*WORKING DATA*:
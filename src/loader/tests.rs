//! Tests for source loading and resolution.

use super::*;
use crate::animation::{AnimationBinding, IterationCount, KeyframeOffset};
use crate::document::DarkModeStrategy;
use crate::palette::HexColor;
use serde_yaml::Value;

const GOLD: &str = include_str!("../../themes/nebue-gold.yaml");
const VIOLET: &str = include_str!("../../themes/violet-indigo.yaml");

fn hex(s: &str) -> HexColor {
    HexColor::parse(s).unwrap()
}

fn validation_path(err: StyleError) -> String {
    match err {
        StyleError::ValidationError { path, .. } => path,
        other => panic!("expected a validation error, got {:?}", other),
    }
}

fn assert_parse_error(source: &str) {
    match load(source) {
        Err(StyleError::ParseError(_)) => {}
        other => panic!("expected a parse error for {:?}, got {:?}", source, other),
    }
}

/// Remove `theme.extend.keyframes.<name>` from a YAML source.
fn without_keyframes(source: &str, name: &str) -> String {
    let mut value: Value = serde_yaml::from_str(source).unwrap();
    value["theme"]["extend"]["keyframes"]
        .as_mapping_mut()
        .unwrap()
        .remove(name)
        .unwrap();
    serde_yaml::to_string(&value).unwrap()
}

// ============================================================================
// Theme documents
// ============================================================================

#[test]
fn test_load_gold_theme() {
    let doc = load(GOLD).unwrap();

    assert_eq!(doc.dark_mode_strategy(), DarkModeStrategy::MediaQuery);
    assert_eq!(doc.dark_mode, None);
    assert_eq!(doc.color("primary", Some(500)), Some(&hex("#D4AF37")));
    assert_eq!(doc.color("accent", Some(600)), Some(&hex("#E6C75A")));
    assert_eq!(doc.color("bg-primary", None), Some(&hex("#0f172a")));
    assert!(doc.color_palette["success"].is_single());

    // theme.extend keeps the defaults.
    assert!(doc.color_palette.contains_key("slate"));
    assert!(doc.keyframes.contains_key("spin"));

    let slide = doc.keyframes_for("slide-in-right").unwrap();
    assert_eq!(slide.len(), 2);

    assert_eq!(doc.content_globs.len(), 3);
    assert_eq!(
        doc.plugins,
        vec![
            "@tailwindcss/forms",
            "@tailwindcss/typography",
            "@tailwindcss/aspect-ratio"
        ]
    );
}

#[test]
fn test_load_violet_theme_with_class_dark_mode() {
    let doc = load(VIOLET).unwrap();

    assert_eq!(doc.dark_mode_strategy(), DarkModeStrategy::ExplicitClass);
    assert_eq!(doc.color("primary", Some(600)), Some(&hex("#7c3aed")));
    assert_eq!(doc.content_globs.len(), 4);
    assert!(doc.content_globs.contains(&"!../../**/node_modules".to_string()));
}

#[test]
fn test_pulse_ring_loads() {
    let doc = load(VIOLET).unwrap();

    match &doc.animation_bindings["pulse-ring"] {
        AnimationBinding::Run(run) => {
            assert_eq!(run.keyframes, "pulse-ring");
            assert_eq!(run.iteration_count, Some(IterationCount::Infinite));
        }
        other => panic!("unexpected binding {:?}", other),
    }
    assert!(doc.keyframes_for("pulse-ring").is_some());
}

#[test]
fn test_removing_referenced_keyframes_fails_reload() {
    let source = without_keyframes(VIOLET, "pulse-ring");
    let err = load(&source).unwrap_err();
    assert_eq!(err.exit_code(), crate::exit_codes::VALIDATION_FAILURE);
    assert_eq!(validation_path(err), "theme.extend.animation.pulse-ring");

    let source = without_keyframes(GOLD, "slide-in-right");
    let err = load(&source).unwrap_err();
    assert_eq!(validation_path(err), "theme.extend.animation.slide-in-right");
}

// ============================================================================
// Replace vs extend
// ============================================================================

#[test]
fn test_theme_section_replaces_defaults() {
    let doc = load(
        r##"
theme:
  colors:
    brand: "#D4AF37"
"##,
    )
    .unwrap();

    assert_eq!(doc.color_palette.len(), 1);
    assert!(!doc.color_palette.contains_key("slate"));
    // Other default sections are untouched.
    assert!(doc.keyframes.contains_key("spin"));
}

#[test]
fn test_replacing_keyframes_orphans_default_animations() {
    let err = load(
        r#"
theme:
  keyframes:
    fade:
      from: { opacity: "0" }
      to: { opacity: "1" }
"#,
    )
    .unwrap_err();
    assert_eq!(validation_path(err), "theme.animation.bounce");

    let doc = load(
        r#"
theme:
  keyframes:
    fade:
      from: { opacity: "0" }
      to: { opacity: "1" }
  animation:
    fade: "fade 200ms ease-in"
"#,
    )
    .unwrap();
    assert_eq!(doc.keyframes.len(), 1);
    assert_eq!(doc.animation_bindings.len(), 1);
}

#[test]
fn test_dangling_reference_names_declaring_section() {
    let err = load("theme:\n  animation:\n    wiggle: \"wiggle 1s\"\n").unwrap_err();
    assert_eq!(validation_path(err), "theme.animation.wiggle");

    let err = load("theme:\n  extend:\n    animation:\n      wiggle: \"wiggle 1s\"\n").unwrap_err();
    assert_eq!(validation_path(err), "theme.extend.animation.wiggle");

    // Declared in both: the extend entry is the one that survives.
    let err = load(
        "theme:\n  animation:\n    wiggle: \"spin 1s\"\n  extend:\n    animation:\n      wiggle: \"wiggle 1s\"\n",
    )
    .unwrap_err();
    assert_eq!(validation_path(err), "theme.extend.animation.wiggle");
}

#[test]
fn test_loader_base() {
    assert_eq!(Loader::new().base(), &ConfigDocument::builtin());
    assert_eq!(Loader::bare().base(), &ConfigDocument::default());
    assert_eq!(Loader::default().base(), &ConfigDocument::builtin());
}

#[test]
fn test_extend_wins_over_theme_in_same_source() {
    let doc = load(
        r##"
theme:
  colors:
    primary:
      500: "#111111"
      600: "#222222"
  extend:
    colors:
      primary:
        500: "#333333"
"##,
    )
    .unwrap();

    assert_eq!(doc.color("primary", Some(500)), Some(&hex("#333333")));
    assert_eq!(doc.color("primary", Some(600)), Some(&hex("#222222")));
}

#[test]
fn test_with_base_resolves_references_against_base() {
    let base = load(VIOLET).unwrap();
    let overlay = r#"
theme:
  extend:
    animation:
      ring-slow: "pulse-ring 3s linear infinite"
"#;

    let doc = Loader::with_base(base)
        .load_str(overlay, SourceFormat::Yaml)
        .unwrap();
    assert!(doc.keyframes_for("ring-slow").is_some());

    let err = Loader::bare()
        .load_str(overlay, SourceFormat::Yaml)
        .unwrap_err();
    assert_eq!(validation_path(err), "theme.extend.animation.ring-slow");
}

#[test]
fn test_empty_source_yields_base() {
    assert_eq!(load("").unwrap(), ConfigDocument::builtin());
    assert_eq!(load("{}").unwrap(), ConfigDocument::builtin());
    assert_eq!(
        Loader::bare().load_str("", SourceFormat::Yaml).unwrap(),
        ConfigDocument::default()
    );
}

// ============================================================================
// Dark mode
// ============================================================================

#[test]
fn test_dark_mode_spellings() {
    let cases = [
        ("darkMode: media", DarkModeStrategy::MediaQuery),
        ("darkMode: media-query", DarkModeStrategy::MediaQuery),
        ("darkMode: class", DarkModeStrategy::ExplicitClass),
        ("darkMode: selector", DarkModeStrategy::ExplicitClass),
        ("darkMode: explicit-class", DarkModeStrategy::ExplicitClass),
        ("darkMode: ['class', '.theme-dark']", DarkModeStrategy::ExplicitClass),
        ("darkMode: false", DarkModeStrategy::Disabled),
        ("darkMode: disabled", DarkModeStrategy::Disabled),
    ];

    for (source, expected) in cases {
        let doc = load(source).unwrap();
        assert_eq!(doc.dark_mode, Some(expected), "source: {}", source);
    }
}

#[test]
fn test_unrecognized_dark_mode() {
    for source in [
        "darkMode: night",
        "darkMode: true",
        "darkMode: 3",
        "darkMode: ['media']",
        "darkMode: []",
    ] {
        let err = load(source).unwrap_err();
        assert_eq!(validation_path(err), "darkMode", "source: {}", source);
    }
}

// ============================================================================
// Colours
// ============================================================================

#[test]
fn test_malformed_hex_names_key_path() {
    let err = load(
        r##"
theme:
  extend:
    colors:
      primary:
        500: "#D4AF3"
"##,
    )
    .unwrap_err();
    assert_eq!(validation_path(err), "theme.extend.colors.primary.500");

    let err = load("theme:\n  colors:\n    brand: 123456\n").unwrap_err();
    assert_eq!(validation_path(err), "theme.colors.brand");
}

#[test]
fn test_default_shade_and_string_keys() {
    let doc = Loader::bare()
        .load_str(
            r##"{"theme": {"colors": {"primary": {"DEFAULT": "#D4AF37", "500": "#123456"}}}}"##,
            SourceFormat::Json,
        )
        .unwrap();

    assert_eq!(doc.color("primary", None), Some(&hex("#D4AF37")));
    assert_eq!(doc.color("primary", Some(500)), Some(&hex("#123456")));
}

#[test]
fn test_shade_key_errors() {
    let err = load("theme:\n  colors:\n    primary:\n      dark: \"#000000\"\n").unwrap_err();
    assert_eq!(validation_path(err), "theme.colors.primary.dark");

    let err = load(
        "theme:\n  colors:\n    primary:\n      500: \"#000000\"\n      \"500\": \"#111111\"\n",
    )
    .unwrap_err();
    assert_eq!(validation_path(err), "theme.colors.primary.500");

    let err = load("theme:\n  colors:\n    primary: {}\n").unwrap_err();
    assert_eq!(validation_path(err), "theme.colors.primary");
}

#[test]
fn test_unconventional_shade_is_accepted() {
    let doc = load("theme:\n  extend:\n    colors:\n      primary:\n        950: \"#000000\"\n")
        .unwrap();
    assert_eq!(doc.color("primary", Some(950)), Some(&hex("#000000")));
}

// ============================================================================
// Keyframes and animations
// ============================================================================

#[test]
fn test_keyframe_aliases_and_scalar_values() {
    let doc = Loader::bare()
        .load_str(
            r#"
theme:
  keyframes:
    fade:
      from: { opacity: 0 }
      "50%": { opacity: 0.5 }
      to: { opacity: 1 }
"#,
            SourceFormat::Yaml,
        )
        .unwrap();

    let fade = &doc.keyframes["fade"];
    let offsets: Vec<&str> = fade.keys().map(KeyframeOffset::as_str).collect();
    assert_eq!(offsets, vec!["0%", "50%", "100%"]);
    assert_eq!(fade[&KeyframeOffset::parse("50%").unwrap()]["opacity"], "0.5");
    assert_eq!(fade[&KeyframeOffset::parse("0%").unwrap()]["opacity"], "0");
}

#[test]
fn test_keyframe_errors() {
    let err = load("theme:\n  extend:\n    keyframes:\n      grow:\n        \"150%\": { width: \"1px\" }\n")
        .unwrap_err();
    assert_eq!(validation_path(err), "theme.extend.keyframes.grow.150%");

    let err = load("theme:\n  extend:\n    keyframes:\n      grow:\n        from: { a: \"1\" }\n        \"0%\": { a: \"2\" }\n")
        .unwrap_err();
    assert_eq!(validation_path(err), "theme.extend.keyframes.grow.0%");

    let err = load("theme:\n  extend:\n    keyframes:\n      grow: {}\n").unwrap_err();
    assert_eq!(validation_path(err), "theme.extend.keyframes.grow");

    let err = load("theme:\n  extend:\n    keyframes:\n      none:\n        \"0%\": { a: \"1\" }\n")
        .unwrap_err();
    assert_eq!(validation_path(err), "theme.extend.keyframes.none");
}

#[test]
fn test_animation_errors() {
    let err = load("theme:\n  extend:\n    animation:\n      spin-fast: \"spin fast linear\"\n")
        .unwrap_err();
    assert_eq!(validation_path(err), "theme.extend.animation.spin-fast");

    let err = load("theme:\n  extend:\n    animation:\n      spin-fast: 3\n").unwrap_err();
    assert_eq!(validation_path(err), "theme.extend.animation.spin-fast");
}

// ============================================================================
// Content and plugins
// ============================================================================

#[test]
fn test_content_is_union_with_defaults() {
    let doc = load("content:\n  - \"./src/**/*.js\"\n  - \"../templates/**/*.html\"\n").unwrap();
    assert_eq!(doc.content_globs.len(), 4);
    assert_eq!(doc.content_globs.last().unwrap(), "./src/**/*.js");
}

#[test]
fn test_content_errors() {
    let err = load("content:\n  - \"ok/**\"\n  - \"\"\n").unwrap_err();
    assert_eq!(validation_path(err), "content[1]");

    let err = load("content:\n  - \"bad/[\"\n").unwrap_err();
    assert!(validation_path(err).starts_with("content["));
}

#[test]
fn test_plugin_identifiers() {
    let doc = load(
        "plugins:\n  - \"require('@tailwindcss/forms')\"\n  - 'require(\"@tailwindcss/typography\")'\n  - \"daisyui\"\n",
    )
    .unwrap();
    assert_eq!(
        doc.plugins,
        vec!["@tailwindcss/forms", "@tailwindcss/typography", "daisyui"]
    );

    let err = load("plugins:\n  - daisyui\n  - \"require('')\"\n").unwrap_err();
    assert_eq!(validation_path(err), "plugins[1]");
}

// ============================================================================
// Parse errors
// ============================================================================

#[test]
fn test_parse_errors() {
    assert_parse_error("- a\n- b\n");
    assert_parse_error("just a string");
    assert_parse_error("theme: [1, 2]\n");
    assert_parse_error("theme:\n  colors: [\"#000000\"]\n");
    assert_parse_error("theme:\n  colors:\n    primary: [\"#000000\"]\n");
    assert_parse_error("theme:\n  keyframes:\n    fade: \"0%\"\n");
    assert_parse_error("content: \"../templates/**/*.html\"\n");
    assert_parse_error("theme: {colors: {primary: \"#000000\"\n");
}

#[test]
fn test_unknown_keys_are_ignored() {
    let doc = load(
        r#"
presets: []
theme:
  spacing:
    "128": "32rem"
  extend:
    fontFamily:
      sans: ["Inter"]
"#,
    )
    .unwrap();
    assert_eq!(doc, ConfigDocument::builtin());
}

// ============================================================================
// Files
// ============================================================================

#[test]
fn test_load_file_yaml_and_json() {
    use std::io::Write;
    use tempfile::Builder;

    let mut yaml = Builder::new().suffix(".yaml").tempfile().unwrap();
    write!(yaml, "{}", VIOLET).unwrap();
    let doc = load_file(yaml.path()).unwrap();
    assert_eq!(doc.dark_mode_strategy(), DarkModeStrategy::ExplicitClass);

    let mut json = Builder::new().suffix(".json").tempfile().unwrap();
    write!(
        json,
        r##"{{"darkMode": "class", "theme": {{"extend": {{"colors": {{"primary": {{"500": "#123456"}}}}}}}}}}"##
    )
    .unwrap();
    let doc = load_file(json.path()).unwrap();
    assert_eq!(doc.color("primary", Some(500)), Some(&hex("#123456")));
    assert_eq!(doc.dark_mode_strategy(), DarkModeStrategy::ExplicitClass);
}

#[test]
fn test_load_file_invalid_json_is_parse_error() {
    use std::io::Write;
    use tempfile::Builder;

    let mut json = Builder::new().suffix(".json").tempfile().unwrap();
    write!(json, "{{\"theme\": ").unwrap();
    let err = load_file(json.path()).unwrap_err();
    assert!(matches!(err, StyleError::ParseError(_)));
}

#[test]
fn test_load_missing_file() {
    let err = load_file("/nonexistent/path/tailwind.config.yaml").unwrap_err();
    assert!(matches!(err, StyleError::UserError(_)));
    assert!(err.to_string().contains("failed to read config file"));
}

*TASK TO COMPLETE*:
When the word "slow" appears in a line of the listing, pull that line out.

*RESPONSE BOX*:
      ring-slow: "pulse-ring 3s linear infinite"
    assert!(doc.keyframes_for("ring-slow").is_some());
    assert_eq!(validation_path(err), "theme.extend.animation.ring-slow");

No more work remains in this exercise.